The extent of the permanent damage of this case doesn’t quite hit home until you go to “collect” pictures of the grave stones and line them all up, one by one.
Then for a split second, you, if you are a person of conscience, can almost feel the burning gunshots, the piercing bayonet and buck knife stabs and the utter breath-taking physical and mental torture these men and women felt moments before they lost consciousness.

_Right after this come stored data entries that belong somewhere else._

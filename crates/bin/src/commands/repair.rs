//! Repair command - completes a stored settings file from the defaults.

use crate::cli::FileArgs;
use crate::output::OutputFormat;

/// Run the repair command
pub fn run(args: &FileArgs, format: OutputFormat) -> Result<(), Box<dyn std::error::Error>> {
    let imported = super::import(&args.file)?;

    match format {
        OutputFormat::Human => {
            if imported.missing.is_empty() {
                println!("Nothing filled from defaults.");
            } else {
                println!("Filled from defaults:");
                for key in &imported.missing {
                    println!("  {key}");
                }
            }
            println!("{}", serde_json::to_string_pretty(&imported.input)?);
        }
        OutputFormat::Json => {
            let value = serde_json::json!({
                "missing": imported.missing,
                "input": imported.input,
            });
            println!("{}", serde_json::to_string(&value)?);
        }
    }

    Ok(())
}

People, that were once very alive, thriving, knowing only happiness and complete hope for the future, are now long since dead in their graves, basically due to the vile nature of Charles “Tex” Watson.
Pity Tex was so darn gooood with a bayonet.
Pity he couldn’t have found God before he maimed, tortured and killed.
Pity he only has found “his version” of the BIG GUY.
Pity NOT for Tex when it’s his turn to die and meet his real Maker.
Just because Jesus washes away your sins doesn’t mean God won’t punish you for them in the “cleaning-up” process.
This interview chapter really gets my goat because Tex approaches what he did to the victims with such detachment and academic reserve, as if to say, I can intellectually assess the damage but it doesn’t have to affect me personally…no, not really. It’s enough to make me want to take up the bayonet on Tex.
“It takes the Spirit of God to produce empathy – a capacity for experiencing the feelings and thoughts of others.”
Quite the quote there, Tex. It’s just grand that you can recite from rote memory what a person of conscience is born with versus how you have always seen “others” in this world.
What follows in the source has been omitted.